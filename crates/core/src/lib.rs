//! TechStore Core - Shared types library.
//!
//! This crate provides common types used across all TechStore components:
//! - `storefront` - Customer-facing catalog, cart, and checkout logic
//! - `admin` - Back-office order and user management
//! - `cli` - Command-line tools
//!
//! # Architecture
//!
//! The core crate contains only types and pure functions - no I/O, no HTTP
//! clients, no storage access. This keeps it lightweight and allows it to be
//! used anywhere.
//!
//! # Modules
//!
//! - [`types`] - Newtype IDs, product categories, and status enums
//! - [`text`] - Vietnamese-aware text normalization and slugs

#![cfg_attr(not(test), forbid(unsafe_code))]

pub mod text;
pub mod types;

pub use types::*;
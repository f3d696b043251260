//! Shared application state.
//!
//! [`AppState`] owns every storefront service and is cheap to clone (one
//! `Arc`). Construction wires the auth store's change notifications into the
//! cart and favorites stores so their storage namespaces track the session.

use std::sync::Arc;

use thiserror::Error;

use crate::catalog::Catalog;
use crate::config::{ConfigError, StorefrontConfig};
use crate::services::address::AddressClient;
use crate::services::auth::{AuthError, AuthEvent, AuthStore};
use crate::services::cart::{CartError, CartStore};
use crate::services::checkout::CheckoutService;
use crate::services::favorites::{FavoritesError, FavoritesStore};
use crate::storage::KeyValueStorage;

/// Errors constructing the application state.
#[derive(Debug, Error)]
pub enum StateError {
    #[error(transparent)]
    Config(#[from] ConfigError),
    #[error(transparent)]
    Auth(#[from] AuthError),
    #[error(transparent)]
    Cart(#[from] CartError),
    #[error(transparent)]
    Favorites(#[from] FavoritesError),
}

/// Shared application state for the storefront.
#[derive(Clone)]
pub struct AppState {
    inner: Arc<AppStateInner>,
}

struct AppStateInner {
    config: StorefrontConfig,
    catalog: Catalog,
    storage: Arc<dyn KeyValueStorage>,
    auth: Arc<AuthStore>,
    cart: Arc<CartStore>,
    favorites: Arc<FavoritesStore>,
    address: AddressClient,
    checkout: CheckoutService,
}

impl AppState {
    /// Build the state from configuration: open storage, construct the
    /// stores, align cart and favorites with any rehydrated session, and
    /// subscribe them to future auth transitions.
    ///
    /// # Errors
    ///
    /// Returns an error if storage cannot be opened or any store fails to
    /// rehydrate.
    pub fn new(config: StorefrontConfig) -> Result<Self, StateError> {
        let storage = config.open_storage()?;

        let auth = Arc::new(AuthStore::new(Arc::clone(&storage), config.login_delay)?);
        let cart = Arc::new(CartStore::new(Arc::clone(&storage))?);
        let favorites = Arc::new(FavoritesStore::new(Arc::clone(&storage))?);

        // A session rehydrated from storage arrives before any subscription
        // fires; align the stores with it explicitly.
        if let Some(user) = auth.current_user() {
            cart.set_session(Some(&user.id))?;
            favorites.set_session(Some(&user.id))?;
        }

        let cart_sub = Arc::clone(&cart);
        let favorites_sub = Arc::clone(&favorites);
        auth.on_change(move |event| {
            let user_id = match event {
                AuthEvent::LoggedIn(user) => Some(user.id.clone()),
                AuthEvent::LoggedOut => None,
            };
            if let Err(err) = cart_sub.set_session(user_id.as_ref()) {
                tracing::error!(%err, "failed to switch cart namespace");
            }
            if let Err(err) = favorites_sub.set_session(user_id.as_ref()) {
                tracing::error!(%err, "failed to switch favorites namespace");
            }
        });

        let address = AddressClient::new(config.address_api_url.clone());
        let checkout = CheckoutService::new(config.checkout_delay);

        Ok(Self {
            inner: Arc::new(AppStateInner {
                config,
                catalog: Catalog::fixture(),
                storage,
                auth,
                cart,
                favorites,
                address,
                checkout,
            }),
        })
    }

    #[must_use]
    pub fn config(&self) -> &StorefrontConfig {
        &self.inner.config
    }

    #[must_use]
    pub fn catalog(&self) -> &Catalog {
        &self.inner.catalog
    }

    #[must_use]
    pub fn storage(&self) -> &Arc<dyn KeyValueStorage> {
        &self.inner.storage
    }

    #[must_use]
    pub fn auth(&self) -> &AuthStore {
        &self.inner.auth
    }

    #[must_use]
    pub fn cart(&self) -> &CartStore {
        &self.inner.cart
    }

    #[must_use]
    pub fn favorites(&self) -> &FavoritesStore {
        &self.inner.favorites
    }

    #[must_use]
    pub fn address(&self) -> &AddressClient {
        &self.inner.address
    }

    #[must_use]
    pub fn checkout(&self) -> &CheckoutService {
        &self.inner.checkout
    }
}

impl std::fmt::Debug for AppState {
    fn fmt(&self, f: &mut std::fmt::Formatter<'_>) -> std::fmt::Result {
        f.debug_struct("AppState")
            .field("authenticated", &self.inner.auth.is_authenticated())
            .field("cart_items", &self.inner.cart.total_items())
            .finish_non_exhaustive()
    }
}

#[cfg(test)]
mod tests {
    use super::*;
    use techstore_core::ProductId;

    fn state() -> AppState {
        AppState::new(StorefrontConfig::for_tests()).unwrap()
    }

    #[tokio::test]
    async fn test_login_switches_store_namespaces() {
        let state = state();
        let product = state.catalog().by_id(ProductId::new(1)).unwrap().clone();
        state.cart().add_to_cart(&product, 1, false).unwrap();
        state.favorites().add_to_favorites(product.id).unwrap();

        assert!(state.auth().login("admin", "admin").await.unwrap());
        assert!(state.cart().items().is_empty());
        assert!(state.favorites().favorites().is_empty());
    }

    #[tokio::test]
    async fn test_logout_restores_guest_favorites_but_not_cart() {
        let state = state();
        let product = state.catalog().by_id(ProductId::new(2)).unwrap().clone();
        state.cart().add_to_cart(&product, 1, false).unwrap();
        state.favorites().add_to_favorites(product.id).unwrap();

        assert!(state.auth().login("admin", "admin").await.unwrap());
        state.cart().add_to_cart(&product, 3, false).unwrap();
        state.auth().logout().unwrap();

        assert!(state.cart().items().is_empty());
        assert_eq!(state.favorites().favorites(), vec![product.id]);
    }

    #[test]
    fn test_clone_shares_state() {
        let state = state();
        let clone = state.clone();
        let product = state.catalog().by_id(ProductId::new(3)).unwrap().clone();
        state.cart().add_to_cart(&product, 2, false).unwrap();
        assert_eq!(clone.cart().total_items(), 2);
    }
}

:: Goal of the exercise ::
The full listing, retyped exactly, is the expected answer.

:: Response box ::
filename crates/core/src/lib.rs
//! TechStore Core - Shared types library.
//!
//! This crate provides common types used across all TechStore components:
//! - `storefront` - Customer-facing catalog, cart, and checkout logic
//! - `admin` - Back-office order and user management
//! - `cli` - Command-line tools
//!
//! # Architecture
//!
//! The core crate contains only types and pure functions - no I/O, no HTTP
//! clients, no storage access. This keeps it lightweight and allows it to be
//! used anywhere.
//!
//! # Modules
//!
//! - [`types`] - Newtype IDs, product categories, and status enums
//! - [`text`] - Vietnamese-aware text normalization and slugs

#![cfg_attr(not(test), forbid(unsafe_code))]

pub mod text;
pub mod types;

pub use types::*;
repository f3d696b043251260
//! Shared application state.
//!
//! [`AppState`] owns every storefront service and is cheap to clone (one
//! `Arc`). Construction wires the auth store's change notifications into the
//! cart and favorites stores so their storage namespaces track the session.

use std::sync::Arc;

use thiserror::Error;

use crate::catalog::Catalog;
use crate::config::{ConfigError, StorefrontConfig};
use crate::services::address::AddressClient;
use crate::services::auth::{AuthError, AuthEvent, AuthStore};
use crate::services::cart::{CartError, CartStore};
use crate::services::checkout::CheckoutService;
use crate::services::favorites::{FavoritesError, FavoritesStore};
use crate::storage::KeyValueStorage;

/// Errors constructing the application state.
#[derive(Debug, Error)]
pub enum StateError {
    #[error(transparent)]
    Config(#[from] ConfigError),
    #[error(transparent)]
    Auth(#[from] AuthError),
    #[error(transparent)]
    Cart(#[from] CartError),
    #[error(transparent)]
    Favorites(#[from] FavoritesError),
}

/// Shared application state for the storefront.
#[derive(Clone)]
pub struct AppState {
    inner: Arc<AppStateInner>,
}

struct AppStateInner {
    config: StorefrontConfig,
    catalog: Catalog,
    storage: Arc<dyn KeyValueStorage>,
    auth: Arc<AuthStore>,
    cart: Arc<CartStore>,
    favorites: Arc<FavoritesStore>,
    address: AddressClient,
    checkout: CheckoutService,
}

impl AppState {
    /// Build the state from configuration: open storage, construct the
    /// stores, align cart and favorites with any rehydrated session, and
    /// subscribe them to future auth transitions.
    ///
    /// # Errors
    ///
    /// Returns an error if storage cannot be opened or any store fails to
    /// rehydrate.
    pub fn new(config: StorefrontConfig) -> Result<Self, StateError> {
        let storage = config.open_storage()?;

        let auth = Arc::new(AuthStore::new(Arc::clone(&storage), config.login_delay)?);
        let cart = Arc::new(CartStore::new(Arc::clone(&storage))?);
        let favorites = Arc::new(FavoritesStore::new(Arc::clone(&storage))?);

        // A session rehydrated from storage arrives before any subscription
        // fires; align the stores with it explicitly.
        if let Some(user) = auth.current_user() {
            cart.set_session(Some(&user.id))?;
            favorites.set_session(Some(&user.id))?;
        }

        let cart_sub = Arc::clone(&cart);
        let favorites_sub = Arc::clone(&favorites);
        auth.on_change(move |event| {
            let user_id = match event {
                AuthEvent::LoggedIn(user) => Some(user.id.clone()),
                AuthEvent::LoggedOut => None,
            };
            if let Err(err) = cart_sub.set_session(user_id.as_ref()) {
                tracing::error!(%err, "failed to switch cart namespace");
            }
            if let Err(err) = favorites_sub.set_session(user_id.as_ref()) {
                tracing::error!(%err, "failed to switch favorites namespace");
            }
        });

        let address = AddressClient::new(config.address_api_url.clone());
        let checkout = CheckoutService::new(config.checkout_delay);

        Ok(Self {
            inner: Arc::new(AppStateInner {
                config,
                catalog: Catalog::fixture(),
                storage,
                auth,
                cart,
                favorites,
                address,
                checkout,
            }),
        })
    }

    #[must_use]
    pub fn config(&self) -> &StorefrontConfig {
        &self.inner.config
    }

    #[must_use]
    pub fn catalog(&self) -> &Catalog {
        &self.inner.catalog
    }

    #[must_use]
    pub fn storage(&self) -> &Arc<dyn KeyValueStorage> {
        &self.inner.storage
    }

    #[must_use]
    pub fn auth(&self) -> &AuthStore {
        &self.inner.auth
    }

    #[must_use]
    pub fn cart(&self) -> &CartStore {
        &self.inner.cart
    }

    #[must_use]
    pub fn favorites(&self) -> &FavoritesStore {
        &self.inner.favorites
    }

    #[must_use]
    pub fn address(&self) -> &AddressClient {
        &self.inner.address
    }

    #[must_use]
    pub fn checkout(&self) -> &CheckoutService {
        &self.inner.checkout
    }
}

impl std::fmt::Debug for AppState {
    fn fmt(&self, f: &mut std::fmt::Formatter<'_>) -> std::fmt::Result {
        f.debug_struct("AppState")
            .field("authenticated", &self.inner.auth.is_authenticated())
            .field("cart_items", &self.inner.cart.total_items())
            .finish_non_exhaustive()
    }
}

#[cfg(test)]
mod tests {
    use super::*;
    use techstore_core::ProductId;

    fn state() -> AppState {
        AppState::new(StorefrontConfig::for_tests()).unwrap()
    }

    #[tokio::test]
    async fn test_login_switches_store_namespaces() {
        let state = state();
        let product = state.catalog().by_id(ProductId::new(1)).unwrap().clone();
        state.cart().add_to_cart(&product, 1, false).unwrap();
        state.favorites().add_to_favorites(product.id).unwrap();

        assert!(state.auth().login("admin", "admin").await.unwrap());
        assert!(state.cart().items().is_empty());
        assert!(state.favorites().favorites().is_empty());
    }

    #[tokio::test]
    async fn test_logout_restores_guest_favorites_but_not_cart() {
        let state = state();
        let product = state.catalog().by_id(ProductId::new(2)).unwrap().clone();
        state.cart().add_to_cart(&product, 1, false).unwrap();
        state.favorites().add_to_favorites(product.id).unwrap();

        assert!(state.auth().login("admin", "admin").await.unwrap());
        state.cart().add_to_cart(&product, 3, false).unwrap();
        state.auth().logout().unwrap();

        assert!(state.cart().items().is_empty());
        assert_eq!(state.favorites().favorites(), vec![product.id]);
    }

    #[test]
    fn test_clone_shares_state() {
        let state = state();
        let clone = state.clone();
        let product = state.catalog().by_id(ProductId::new(3)).unwrap().clone();
        state.cart().add_to_cart(&product, 2, false).unwrap();
        assert_eq!(clone.cart().total_items(), 2);
    }
}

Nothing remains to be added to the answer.